▶ Task instructions:
When a line of the entries contains the word "Sending", report that line.

▶ Information shown:
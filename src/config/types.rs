use serde::{Deserialize, Serialize};
use std::path::PathBuf;

#[derive(Debug, Clone, Serialize, Deserialize, PartialEq)]
#[serde(rename_all = "lowercase")]
pub enum DatabaseEngine {
    ClickHouse,
}

impl std::fmt::Display for DatabaseEngine {
    fn fmt(&self, f: &mut std::fmt::Formatter<'_>) -> std::fmt::Result {
        match self {
            DatabaseEngine::ClickHouse => write!(f, "ClickHouse"),
        }
    }
}

#[derive(Debug, Clone, Serialize, Deserialize)]
#[serde(default)]
pub struct DatabaseConfig {
    pub engine: DatabaseEngine,
    pub url: String,
    pub username: String,
    pub password: String,
    pub database: Option<String>,
    pub data_root: Option<PathBuf>,
    pub data_root_strip_segments: usize,
}

impl Default for DatabaseConfig {
    fn default() -> Self {
        Self {
            engine: DatabaseEngine::ClickHouse,
            url: "http://localhost:8123".to_string(),
            username: "default".to_string(),
            password: String::new(),
            database: None,
            data_root: None,
            data_root_strip_segments: 3,
        }
    }
}

#[derive(Debug, Clone, Serialize, Deserialize, PartialEq)]
#[serde(tag = "kind", rename_all = "lowercase")]
pub enum StorageKind {
    Filesystem { root: PathBuf },
}

#[derive(Debug, Clone, Serialize, Deserialize)]
pub struct StorageConfig {
    #[serde(flatten)]
    pub kind: StorageKind,
    #[serde(default = "default_storage_prefix")]
    pub prefix: String,
}

fn default_storage_prefix() -> String {
    "basebackups_005".to_string()
}

impl Default for StorageConfig {
    fn default() -> Self {
        Self {
            kind: StorageKind::Filesystem {
                root: PathBuf::from("backups"),
            },
            prefix: default_storage_prefix(),
        }
    }
}

#[derive(Debug, Clone, Copy, Serialize, Deserialize, PartialEq)]
#[serde(rename_all = "lowercase")]
pub enum CompressionMethod {
    Zstd,
    Gzip,
}

impl std::fmt::Display for CompressionMethod {
    fn fmt(&self, f: &mut std::fmt::Formatter<'_>) -> std::fmt::Result {
        match self {
            CompressionMethod::Zstd => write!(f, "zstd"),
            CompressionMethod::Gzip => write!(f, "gzip"),
        }
    }
}

#[derive(Debug, Clone, Serialize, Deserialize)]
pub struct CompressionConfig {
    pub method: CompressionMethod,
    pub level: Option<i32>,
}

impl Default for CompressionConfig {
    fn default() -> Self {
        Self {
            method: CompressionMethod::Zstd,
            level: None,
        }
    }
}

#[derive(Debug, Clone, Default, Serialize, Deserialize)]
pub struct EncryptionConfig {
    pub key: Option<String>,
    pub passphrase: Option<String>,
}

#[derive(Debug, Clone, Serialize, Deserialize)]
pub struct WalDeltaConfig {
    pub directory: PathBuf,
}

#[derive(Debug, Clone, Serialize, Deserialize)]
#[serde(default)]
pub struct BackupConfig {
    pub sentinel_suffix: String,
    pub tolerate_upload_failures: bool,
}

impl Default for BackupConfig {
    fn default() -> Self {
        Self {
            sentinel_suffix: "_backup_stop_sentinel.json".to_string(),
            tolerate_upload_failures: false,
        }
    }
}

#[derive(Debug, Clone, Default, Serialize, Deserialize)]
pub struct AppConfig {
    #[serde(default)]
    pub database: DatabaseConfig,
    #[serde(default)]
    pub storage: StorageConfig,
    #[serde(default)]
    pub compression: CompressionConfig,
    #[serde(default)]
    pub encryption: Option<EncryptionConfig>,
    #[serde(default)]
    pub wal_delta: Option<WalDeltaConfig>,
    #[serde(default)]
    pub backup: BackupConfig,
}
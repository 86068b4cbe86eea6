use std::fmt;
use std::io;

#[derive(Debug)]
pub enum BackupError {
    Config(String),
    Database(String),
    Snapshot(String),
    Compression(String),
    Encryption(String),
    Upload(String),
    Storage(String),
    Io(io::Error),
    Serialization(String),
    Cancelled,
}

impl fmt::Display for BackupError {
    fn fmt(&self, f: &mut fmt::Formatter<'_>) -> fmt::Result {
        match self {
            BackupError::Config(msg) => write!(f, "Configuration error: {}", msg),
            BackupError::Database(msg) => write!(f, "Database error: {}", msg),
            BackupError::Snapshot(msg) => write!(f, "Snapshot error: {}", msg),
            BackupError::Compression(msg) => write!(f, "Compression error: {}", msg),
            BackupError::Encryption(msg) => write!(f, "Encryption error: {}", msg),
            BackupError::Upload(msg) => write!(f, "Upload error: {}", msg),
            BackupError::Storage(msg) => write!(f, "Storage error: {}", msg),
            BackupError::Io(err) => write!(f, "IO error: {}", err),
            BackupError::Serialization(msg) => write!(f, "Serialization error: {}", msg),
            BackupError::Cancelled => write!(f, "Operation cancelled"),
        }
    }
}

impl std::error::Error for BackupError {
    fn source(&self) -> Option<&(dyn std::error::Error + 'static)> {
        match self {
            BackupError::Io(err) => Some(err),
            _ => None,
        }
    }
}

impl From<io::Error> for BackupError {
    fn from(err: io::Error) -> Self {
        BackupError::Io(err)
    }
}

impl From<toml::de::Error> for BackupError {
    fn from(err: toml::de::Error) -> Self {
        BackupError::Serialization(err.to_string())
    }
}

impl From<toml::ser::Error> for BackupError {
    fn from(err: toml::ser::Error) -> Self {
        BackupError::Serialization(err.to_string())
    }
}

impl From<serde_json::Error> for BackupError {
    fn from(err: serde_json::Error) -> Self {
        BackupError::Serialization(err.to_string())
    }
}

impl From<clickhouse::error::Error> for BackupError {
    fn from(err: clickhouse::error::Error) -> Self {
        BackupError::Database(err.to_string())
    }
}

impl From<zip::result::ZipError> for BackupError {
    fn from(err: zip::result::ZipError) -> Self {
        BackupError::Compression(err.to_string())
    }
}

impl From<walkdir::Error> for BackupError {
    fn from(err: walkdir::Error) -> Self {
        match err.into_io_error() {
            Some(io_err) => BackupError::Io(io_err),
            None => BackupError::Io(io::Error::new(
                io::ErrorKind::Other,
                "filesystem loop while walking directory",
            )),
        }
    }
}

impl From<tokio::task::JoinError> for BackupError {
    fn from(err: tokio::task::JoinError) -> Self {
        if err.is_cancelled() {
            BackupError::Cancelled
        } else {
            BackupError::Io(io::Error::new(io::ErrorKind::Other, err.to_string()))
        }
    }
}

pub type Result<T> = std::result::Result<T, BackupError>;
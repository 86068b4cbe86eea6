mod types;

pub use types::*;

use crate::error::{BackupError, Result};
use std::fs;
use std::path::{Path, PathBuf};
use tracing::{debug, info};

pub fn config_dir() -> PathBuf {
    dirs::home_dir()
        .map(|h| h.join(".ch_backup"))
        .unwrap_or_else(|| PathBuf::from(".ch_backup"))
}

pub fn config_path() -> PathBuf {
    config_dir().join("config.toml")
}

pub fn load() -> Result<AppConfig> {
    load_from(&config_path())
}

pub fn load_from(path: &Path) -> Result<AppConfig> {
    if !path.exists() {
        debug!("Config file not found at {:?}, using defaults", path);
        return Ok(AppConfig::default());
    }

    info!("Loading configuration from {:?}", path);
    let contents = fs::read_to_string(path)?;
    let config: AppConfig = toml::from_str(&contents)?;
    validate(&config)?;
    Ok(config)
}

pub fn save_to(config: &AppConfig, path: &Path) -> Result<()> {
    if let Some(parent) = path.parent() {
        if !parent.as_os_str().is_empty() && !parent.exists() {
            info!("Creating config directory: {:?}", parent);
            fs::create_dir_all(parent)?;
        }
    }

    let contents = toml::to_string_pretty(config)?;
    fs::write(path, contents)?;
    info!("Configuration saved to {:?}", path);
    Ok(())
}

fn validate(config: &AppConfig) -> Result<()> {
    if let Some(encryption) = &config.encryption {
        if encryption.key.is_some() == encryption.passphrase.is_some() {
            return Err(BackupError::Config(
                "[encryption] needs exactly one of `key` or `passphrase`".to_string(),
            ));
        }
    }
    if config.database.data_root_strip_segments == 0 {
        return Err(BackupError::Config(
            "database.data_root_strip_segments must be at least 1".to_string(),
        ));
    }
    if config.backup.sentinel_suffix.is_empty() {
        return Err(BackupError::Config(
            "backup.sentinel_suffix must not be empty".to_string(),
        ));
    }
    Ok(())
}
use ch_backup_agent::backup::BackupPush;
use ch_backup_agent::config::{self, AppConfig};
use ch_backup_agent::database::create_source;
use ch_backup_agent::error::Result;
use ch_backup_agent::log;
use ch_backup_agent::upload::configure_uploader;
use clap::{Parser, Subcommand};
use std::path::PathBuf;
use std::sync::atomic::{AtomicUsize, Ordering};
use std::sync::Arc;
use tokio_util::sync::CancellationToken;
use tracing::info;

#[derive(Parser)]
#[command(name = "ch-backup-agent", version, about = "ClickHouse backup tool")]
struct Cli {
    /// Config file (default is ~/.ch_backup/config.toml)
    #[arg(long, global = true)]
    config: Option<PathBuf>,

    #[command(subcommand)]
    command: Command,
}

#[derive(Subcommand)]
enum Command {
    /// Makes backup and uploads it to storage
    BackupPush,
    /// Connects to the database and reports what a backup would cover
    CheckConnection,
}

#[tokio::main]
async fn main() {
    log::init();
    let cli = Cli::parse();

    let token = CancellationToken::new();
    let ctrl_c_count = Arc::new(AtomicUsize::new(0));
    let handler_token = token.clone();

    let handler = ctrlc::set_handler(move || {
        let count = ctrl_c_count.fetch_add(1, Ordering::SeqCst);
        if count == 0 {
            eprintln!("\nShutdown signal received, cancelling uploads. Press Ctrl+C again to force exit...");
            handler_token.cancel();
        } else {
            eprintln!("\nForce exiting...");
            std::process::exit(130);
        }
    });
    if let Err(e) = handler {
        eprintln!("Error: could not install Ctrl+C handler: {}", e);
        std::process::exit(1);
    }

    let result = match load_config(cli.config.as_deref()) {
        Ok(config) => match cli.command {
            Command::BackupPush => backup_push(&config, token).await,
            Command::CheckConnection => check_connection(&config).await,
        },
        Err(e) => Err(e),
    };

    if let Err(e) = result {
        eprintln!("Error: {}", e);
        std::process::exit(1);
    }
}

fn load_config(path: Option<&std::path::Path>) -> Result<AppConfig> {
    match path {
        Some(path) => config::load_from(path),
        None => config::load(),
    }
}

async fn backup_push(config: &AppConfig, token: CancellationToken) -> Result<()> {
    let uploader = configure_uploader(config, token)?;
    let source = create_source(&config.database);
    let report = BackupPush::new(source, uploader, config.backup.clone()).run().await?;
    info!(
        backup = %report.backup_name,
        tables = report.tables,
        "Backup finished in {} seconds",
        report.duration_secs
    );
    Ok(())
}

async fn check_connection(config: &AppConfig) -> Result<()> {
    let mut source = create_source(&config.database);
    source.connect().await?;
    let outcome: Result<()> = async {
        let data_root = source.data_root().await?;
        let tables = source.list_backup_targets().await?;
        info!(
            "{} data root {}, {} tables eligible for backup",
            source.engine_name(),
            data_root.display(),
            tables.len()
        );
        Ok(())
    }
    .await;
    source.close().await?;
    outcome
}
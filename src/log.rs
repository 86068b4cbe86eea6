use tracing_subscriber::{fmt, EnvFilter};

pub fn init() {
    let filter = EnvFilter::try_from_default_env().unwrap_or_else(|_| EnvFilter::new("info"));
    let _ = fmt()
        .with_env_filter(filter)
        .with_target(false)
        .with_writer(std::io::stderr)
        .try_init();
}
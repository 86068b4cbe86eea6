use super::sentinel::{upload_sentinel, StreamSentinelDto};
use crate::config::BackupConfig;
use crate::database::SnapshotSource;
use crate::error::{BackupError, Result};
use crate::upload::Uploader;
use chrono::{DateTime, FixedOffset, Local, Utc};
use std::io;
use std::path::Path;
use std::time::Instant;
use tracing::{error, info, warn};

pub const SHADOW_DIR: &str = "shadow";
pub const METADATA_DIR: &str = "metadata";

#[derive(Debug)]
pub struct BackupReport {
    pub backup_name: String,
    pub start_local_time: DateTime<FixedOffset>,
    pub tables: usize,
    pub upload_failed: bool,
    pub duration_secs: u64,
}

pub fn backup_name(now: DateTime<Utc>) -> String {
    now.format("%Y%m%dT%H%M%SZ").to_string()
}

pub struct BackupPush {
    source: Box<dyn SnapshotSource>,
    uploader: Uploader,
    config: BackupConfig,
}

impl BackupPush {
    pub fn new(source: Box<dyn SnapshotSource>, uploader: Uploader, config: BackupConfig) -> Self {
        Self {
            source,
            uploader,
            config,
        }
    }

    pub async fn run(mut self) -> Result<BackupReport> {
        let start = Instant::now();
        let start_local_time: DateTime<FixedOffset> = Local::now().into();
        let name = backup_name(Utc::now());
        info!(backup = %name, engine = %self.source.engine_name(), "Starting backup");

        self.source.connect().await?;
        let result = self.run_connected(&name, start_local_time, start).await;
        if let Err(e) = self.source.close().await {
            warn!("Failed to close {} connection: {}", self.source.engine_name(), e);
        }

        if let Err(e) = &result {
            error!(backup = %name, "Backup failed: {}", e);
        }
        result
    }

    async fn run_connected(
        &self,
        name: &str,
        start_local_time: DateTime<FixedOffset>,
        start: Instant,
    ) -> Result<BackupReport> {
        let data_root = self.source.data_root().await?;
        let shadow = data_root.join(SHADOW_DIR);
        clear_shadow(&shadow).await?;

        let tables = self.source.list_backup_targets().await?;
        info!("Freezing {} tables", tables.len());
        self.source.snapshot(&tables).await?;
        tokio::fs::create_dir_all(&shadow).await?;

        let uploads = self.uploader.clone();
        uploads.spawn_upload_directory(shadow, format!("{}/{}", name, SHADOW_DIR));
        uploads.spawn_upload_directory(
            data_root.join(METADATA_DIR),
            format!("{}/{}", name, METADATA_DIR),
        );
        let upload_failed = uploads.finish().await.is_err();

        if upload_failed {
            if !self.config.tolerate_upload_failures {
                return Err(BackupError::Upload(format!(
                    "backup {} is incomplete, sentinel not written",
                    name
                )));
            }
            warn!(backup = %name, "Some uploads failed; writing sentinel anyway");
        }

        let sentinel = StreamSentinelDto { start_local_time };
        let sentinel_name = format!("{}{}", name, self.config.sentinel_suffix);
        upload_sentinel(&sentinel, &self.uploader, &sentinel_name).await?;

        let duration_secs = start.elapsed().as_secs();
        info!(
            backup = %name,
            tables = tables.len(),
            "Backup completed in {} seconds",
            duration_secs
        );
        Ok(BackupReport {
            backup_name: name.to_string(),
            start_local_time,
            tables: tables.len(),
            upload_failed,
            duration_secs,
        })
    }
}

async fn clear_shadow(shadow: &Path) -> Result<()> {
    match tokio::fs::remove_dir_all(shadow).await {
        Ok(()) => {
            info!("Removed stale snapshot data at {}", shadow.display());
            Ok(())
        }
        Err(e) if e.kind() == io::ErrorKind::NotFound => Ok(()),
        Err(e) => Err(e.into()),
    }
}
impl<D: Driver> Client<D> {
    pub fn new(driver: D, keep_alive_interval: Duration) -> Self {
        Self {
            driver,
            state: ClientState::Idle,
            server_connection: None,
            queue: CommandQueue::new(),
            keep_alive: KeepAliveTimer::new(keep_alive_interval),
            observers: Observers::new(),
        }
    }

    /// Subscribes an observer to connect/disconnect notifications and
    /// received commands.
    pub fn subscribe(&mut self, observer: Box<dyn SessionObserver>) {
        self.observers.subscribe(observer);
    }

    pub fn state(&self) -> ClientState {
        self.state
    }

    pub fn is_connected(&self) -> bool {
        self.state == ClientState::Connected
    }

    /// Readies the session for a connection attempt. Starting an already
    /// started client is a logged no-op.
    pub fn start(&mut self) {
        if self.state != ClientState::Idle {
            info!("Client driver already started");
            return;
        }
        info!("Starting client");
        self.state = ClientState::Started;
    }

    /// Issues a connection attempt. The outcome arrives as a Connect or
    /// Disconnect event on a later tick. On failure the session stays in
    /// its pre-connect state and the attempt can simply be retried.
    pub fn connect(&mut self, addr: SocketAddr) -> Result<(), TransportError> {
        match self.state {
            ClientState::Idle => {
                warn!("Can't connect, client not started");
                return Err(TransportError::NotStarted);
            }
            ClientState::Connecting | ClientState::Connected => {
                warn!("Already connected or connecting");
                return Ok(());
            }
            ClientState::Started => {}
        }

        info!("Connecting to server {}", addr);
        match self.driver.connect(addr) {
            Ok(connection) => {
                self.server_connection = Some(connection);
                self.state = ClientState::Connecting;
                Ok(())
            }
            Err(e) => {
                warn!("Connection attempt failed: {}", e);
                Err(e)
            }
        }
    }

    /// Disconnects locally. Converges on the same end state as a remotely
    /// detected disconnect: connection dropped, timer stopped, queue
    /// cleared, one Disconnected notification if a connection was up.
    pub fn disconnect(&mut self) {
        let Some(connection) = self.server_connection else {
            debug!("Not connected, nothing to disconnect");
            return;
        };
        let was_connected = self.state == ClientState::Connected;
        self.driver.disconnect(connection);
        self.teardown(connection, was_connected);
    }

    /// Queues a command for the server, to be sent with this tick's flush.
    pub fn send_to_server(&mut self, command: Command) {
        if self.state != ClientState::Connected {
            info!("Can't send any commands, not connected to server");
            return;
        }
        self.queue.enqueue(command);
    }

    /// Runs one tick: transport bookkeeping, event draining, keep-alive
    /// polling and the queue flush.
    pub fn tick(&mut self) {
        if matches!(self.state, ClientState::Idle | ClientState::Started) {
            return;
        }

        self.driver.update();

        let Some(connection) = self.server_connection else {
            return;
        };

        while let Some(event) = self.driver.pop_event(connection) {
            match event {
                TransportEvent::Connect => {
                    info!("Connected to the server");
                    self.state = ClientState::Connected;
                    self.keep_alive.start();
                    self.observers.notify_connected(connection);
                }
                TransportEvent::Data(frame) => self.handle_frame(connection, &frame),
                TransportEvent::Disconnect => {
                    let was_connected = self.state == ClientState::Connected;
                    self.teardown(connection, was_connected);
                    break;
                }
            }
        }

        if self.state == ClientState::Connected && self.keep_alive.poll() {
            self.queue.enqueue(Command::KeepAlive);
        }

        self.flush();
    }

    fn handle_frame(&mut self, connection: PeerId, frame: &[u8]) {
        match codec::decode(frame) {
            Ok(Some(command)) => {
                match &command {
                    Command::KeepAlive => debug!("Received KeepAlive from server"),
                    Command::CustomMessage(text) => {
                        info!("Received CustomMessage from server. Message: {}", text);
                    }
                    Command::Position(position) => {
                        info!("Received Position from server. Position: {}", position);
                    }
                    Command::Orientation(orientation) => {
                        info!("Received Orientation from server. Orientation: {}", orientation);
                    }
                }
                self.observers.notify_command(connection, &command);
            }
            Ok(None) => debug!("Ignoring unknown command from server"),
            Err(e) => debug!("Dropping malformed frame from server: {}", e),
        }
    }

    /// Single teardown path shared by local and remote disconnects.
    fn teardown(&mut self, connection: PeerId, was_connected: bool) {
        self.server_connection = None;
        self.state = ClientState::Idle;
        self.keep_alive.stop();
        self.queue.clear();
        if was_connected {
            self.observers.notify_disconnected(connection);
            info!("Disconnected from server");
        }
    }

    fn flush(&mut self) {
        let Some(connection) = self.server_connection else {
            return;
        };
        let Self { driver, queue, .. } = self;

        queue.flush(|command| match codec::encode(command) {
            Ok(frame) => match driver.send(connection, &frame) {
                Ok(()) => match command {
                    Command::KeepAlive => debug!("Sending KeepAlive"),
                    Command::CustomMessage(text) => {
                        info!("Sending CustomMessage. Message: {}", text);
                    }
                    Command::Position(position) => {
                        info!("Sending Position. Position: {}", position);
                    }
                    Command::Orientation(orientation) => {
                        info!("Sending Orientation. Orientation: {}", orientation);
                    }
                },
                Err(e) => warn!("Failed to send command: {}", e),
            },
            Err(e) => warn!("Skipping command that failed to encode: {}", e),
        });
    }
}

▶ Solution for this exercise:
                    Command::KeepAlive => debug!("Sending KeepAlive"),
                        info!("Sending CustomMessage. Message: {}", text);
                        info!("Sending Position. Position: {}", position);
                        info!("Sending Orientation. Orientation: {}", orientation);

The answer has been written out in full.